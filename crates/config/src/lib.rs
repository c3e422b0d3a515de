//! Configuration loading, validation, and management for scribeflow.
//!
//! Loads configuration from `~/.scribeflow/config.toml` with environment
//! variable overrides. Validates all settings at load time.

use serde::{Deserialize, Serialize};
use std::path::{Path, PathBuf};

/// The root configuration structure.
///
/// Maps directly to `~/.scribeflow/config.toml`.
#[derive(Clone, Serialize, Deserialize)]
pub struct ChatConfig {
    /// API key for the generation endpoint
    #[serde(default, skip_serializing_if = "Option::is_none")]
    pub api_key: Option<String>,

    /// Base URL of the OpenAI-compatible endpoint
    #[serde(default = "default_base_url")]
    pub base_url: String,

    /// Model identifier sent with each request
    #[serde(default = "default_model")]
    pub model: String,

    /// Token budget for prompt + context + history
    #[serde(default)]
    pub budget: BudgetConfig,

    /// Retry policy for transient generation failures
    #[serde(default)]
    pub retry: RetryConfig,

    /// Conversation history settings
    #[serde(default)]
    pub history: HistoryConfig,

    /// Request timeout in seconds, enforced at the network layer
    #[serde(default = "default_request_timeout_secs")]
    pub request_timeout_secs: u64,
}

/// Token budget settings.
#[derive(Debug, Clone, Serialize, Deserialize)]
pub struct BudgetConfig {
    /// Maximum completion tokens requested from the endpoint
    #[serde(default = "default_max_tokens")]
    pub max_tokens: usize,

    /// Total context window the optimizer must fit within
    #[serde(default = "default_context_window")]
    pub context_window: usize,
}

impl Default for BudgetConfig {
    fn default() -> Self {
        Self {
            max_tokens: default_max_tokens(),
            context_window: default_context_window(),
        }
    }
}

/// Retry policy for the generation call.
#[derive(Debug, Clone, Serialize, Deserialize)]
pub struct RetryConfig {
    /// Total attempts (first try included)
    #[serde(default = "default_attempts")]
    pub attempts: u32,

    /// Base backoff delay in milliseconds; attempt N sleeps N * base
    #[serde(default = "default_base_delay_ms")]
    pub base_delay_ms: u64,
}

impl Default for RetryConfig {
    fn default() -> Self {
        Self {
            attempts: default_attempts(),
            base_delay_ms: default_base_delay_ms(),
        }
    }
}

/// Conversation history settings.
#[derive(Debug, Clone, Serialize, Deserialize)]
pub struct HistoryConfig {
    /// Maximum messages kept in the ledger before oldest are evicted
    #[serde(default = "default_max_messages")]
    pub max_messages: usize,

    /// Token budget for the history window sent with each request
    #[serde(default = "default_history_tokens")]
    pub max_history_tokens: usize,
}

impl Default for HistoryConfig {
    fn default() -> Self {
        Self {
            max_messages: default_max_messages(),
            max_history_tokens: default_history_tokens(),
        }
    }
}

fn default_base_url() -> String {
    "https://api.openai.com/v1".into()
}
fn default_model() -> String {
    "gpt-4o-mini".into()
}
fn default_max_tokens() -> usize {
    4096
}
fn default_context_window() -> usize {
    16384
}
fn default_attempts() -> u32 {
    3
}
fn default_base_delay_ms() -> u64 {
    1000
}
fn default_max_messages() -> usize {
    100
}
fn default_history_tokens() -> usize {
    2000
}
fn default_request_timeout_secs() -> u64 {
    120
}

/// Redact a secret for Debug output.
fn redact(s: &Option<String>) -> &'static str {
    match s {
        Some(_) => "[REDACTED]",
        None => "None",
    }
}

impl std::fmt::Debug for ChatConfig {
    fn fmt(&self, f: &mut std::fmt::Formatter<'_>) -> std::fmt::Result {
        f.debug_struct("ChatConfig")
            .field("api_key", &redact(&self.api_key))
            .field("base_url", &self.base_url)
            .field("model", &self.model)
            .field("budget", &self.budget)
            .field("retry", &self.retry)
            .field("history", &self.history)
            .field("request_timeout_secs", &self.request_timeout_secs)
            .finish()
    }
}

impl ChatConfig {
    /// Load from the default path with environment overrides applied.
    ///
    /// Env vars: `SCRIBEFLOW_API_KEY` (falls back to `OPENAI_API_KEY`),
    /// `SCRIBEFLOW_BASE_URL`, `SCRIBEFLOW_MODEL`.
    pub fn load() -> Result<Self, ConfigError> {
        let config_path = Self::config_dir().join("config.toml");
        let mut config = Self::load_from(&config_path)?;

        if config.api_key.is_none() {
            config.api_key = std::env::var("SCRIBEFLOW_API_KEY")
                .ok()
                .or_else(|| std::env::var("OPENAI_API_KEY").ok());
        }

        if let Ok(url) = std::env::var("SCRIBEFLOW_BASE_URL") {
            config.base_url = url;
        }

        if let Ok(model) = std::env::var("SCRIBEFLOW_MODEL") {
            config.model = model;
        }

        Ok(config)
    }

    /// Load configuration from a specific file path.
    pub fn load_from(path: &Path) -> Result<Self, ConfigError> {
        if !path.exists() {
            tracing::info!("No config file found at {}, using defaults", path.display());
            return Ok(Self::default());
        }

        let content = std::fs::read_to_string(path).map_err(|e| ConfigError::ReadError {
            path: path.to_path_buf(),
            reason: e.to_string(),
        })?;

        let config: Self = toml::from_str(&content).map_err(|e| ConfigError::ParseError {
            path: path.to_path_buf(),
            reason: e.to_string(),
        })?;

        config.validate()?;
        Ok(config)
    }

    /// Get the configuration directory path.
    pub fn config_dir() -> PathBuf {
        dirs_home().join(".scribeflow")
    }

    /// Default path for the file-backed conversation ledger.
    pub fn ledger_path() -> PathBuf {
        Self::config_dir().join("conversations").join("history.jsonl")
    }

    /// Validate the configuration.
    pub fn validate(&self) -> Result<(), ConfigError> {
        if self.budget.max_tokens == 0 {
            return Err(ConfigError::ValidationError(
                "budget.max_tokens must be > 0".into(),
            ));
        }

        if self.budget.context_window < self.budget.max_tokens {
            return Err(ConfigError::ValidationError(
                "budget.context_window must be >= budget.max_tokens".into(),
            ));
        }

        if self.retry.attempts == 0 {
            return Err(ConfigError::ValidationError(
                "retry.attempts must be >= 1".into(),
            ));
        }

        if self.history.max_messages == 0 {
            return Err(ConfigError::ValidationError(
                "history.max_messages must be >= 1".into(),
            ));
        }

        Ok(())
    }

    /// Check if an API key is available (from config or environment).
    pub fn has_api_key(&self) -> bool {
        self.api_key.is_some()
    }
}

impl Default for ChatConfig {
    fn default() -> Self {
        Self {
            api_key: None,
            base_url: default_base_url(),
            model: default_model(),
            budget: BudgetConfig::default(),
            retry: RetryConfig::default(),
            history: HistoryConfig::default(),
            request_timeout_secs: default_request_timeout_secs(),
        }
    }
}

/// Get the user's home directory.
fn dirs_home() -> PathBuf {
    #[cfg(target_os = "windows")]
    {
        std::env::var("USERPROFILE")
            .map(PathBuf::from)
            .unwrap_or_else(|_| PathBuf::from("C:\\Users\\Default"))
    }
    #[cfg(not(target_os = "windows"))]
    {
        std::env::var("HOME")
            .map(PathBuf::from)
            .unwrap_or_else(|_| PathBuf::from("/tmp"))
    }
}

/// Configuration errors.
#[derive(Debug, thiserror::Error)]
pub enum ConfigError {
    #[error("Failed to read config file at {path}: {reason}")]
    ReadError { path: PathBuf, reason: String },

    #[error("Failed to parse config file at {path}: {reason}")]
    ParseError { path: PathBuf, reason: String },

    #[error("Configuration validation failed: {0}")]
    ValidationError(String),
}

#[cfg(test)]
mod tests {
    use super::*;

    #[test]
    fn default_config_is_valid() {
        let config = ChatConfig::default();
        assert!(config.validate().is_ok());
        assert_eq!(config.budget.max_tokens, 4096);
        assert_eq!(config.retry.attempts, 3);
    }

    #[test]
    fn config_roundtrip_toml() {
        let config = ChatConfig::default();
        let toml_str = toml::to_string_pretty(&config).unwrap();
        let parsed: ChatConfig = toml::from_str(&toml_str).unwrap();
        assert_eq!(parsed.model, config.model);
        assert_eq!(parsed.budget.context_window, config.budget.context_window);
        assert_eq!(parsed.history.max_messages, config.history.max_messages);
    }

    #[test]
    fn zero_attempts_rejected() {
        let config = ChatConfig {
            retry: RetryConfig {
                attempts: 0,
                base_delay_ms: 1000,
            },
            ..ChatConfig::default()
        };
        assert!(config.validate().is_err());
    }

    #[test]
    fn window_smaller_than_max_tokens_rejected() {
        let config = ChatConfig {
            budget: BudgetConfig {
                max_tokens: 8192,
                context_window: 4096,
            },
            ..ChatConfig::default()
        };
        assert!(config.validate().is_err());
    }

    #[test]
    fn missing_config_file_returns_defaults() {
        let result = ChatConfig::load_from(Path::new("/nonexistent/config.toml"));
        assert!(result.is_ok());
        assert_eq!(result.unwrap().model, "gpt-4o-mini");
    }

    #[test]
    fn malformed_config_file_is_a_parse_error() {
        let dir = tempfile::tempdir().unwrap();
        let path = dir.path().join("config.toml");
        std::fs::write(&path, "model = [not valid toml").unwrap();
        match ChatConfig::load_from(&path) {
            Err(ConfigError::ParseError { .. }) => {}
            other => panic!("Expected ParseError, got: {other:?}"),
        }
    }

    #[test]
    fn debug_redacts_api_key() {
        let config = ChatConfig {
            api_key: Some("sk-secret".into()),
            ..ChatConfig::default()
        };
        let debug = format!("{config:?}");
        assert!(!debug.contains("sk-secret"));
        assert!(debug.contains("[REDACTED]"));
    }
}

# # # #

To do> Word for word, restate the lines above from the line containing "if self.history.max_messages == 0" through the line containing "config or environment).", with both included and nothing else.

Exercise solution>
        if self.history.max_messages == 0 {
            return Err(ConfigError::ValidationError(
                "history.max_messages must be >= 1".into(),
            ));
        }

        Ok(())
    }

    /// Check if an API key is available (from config or environment).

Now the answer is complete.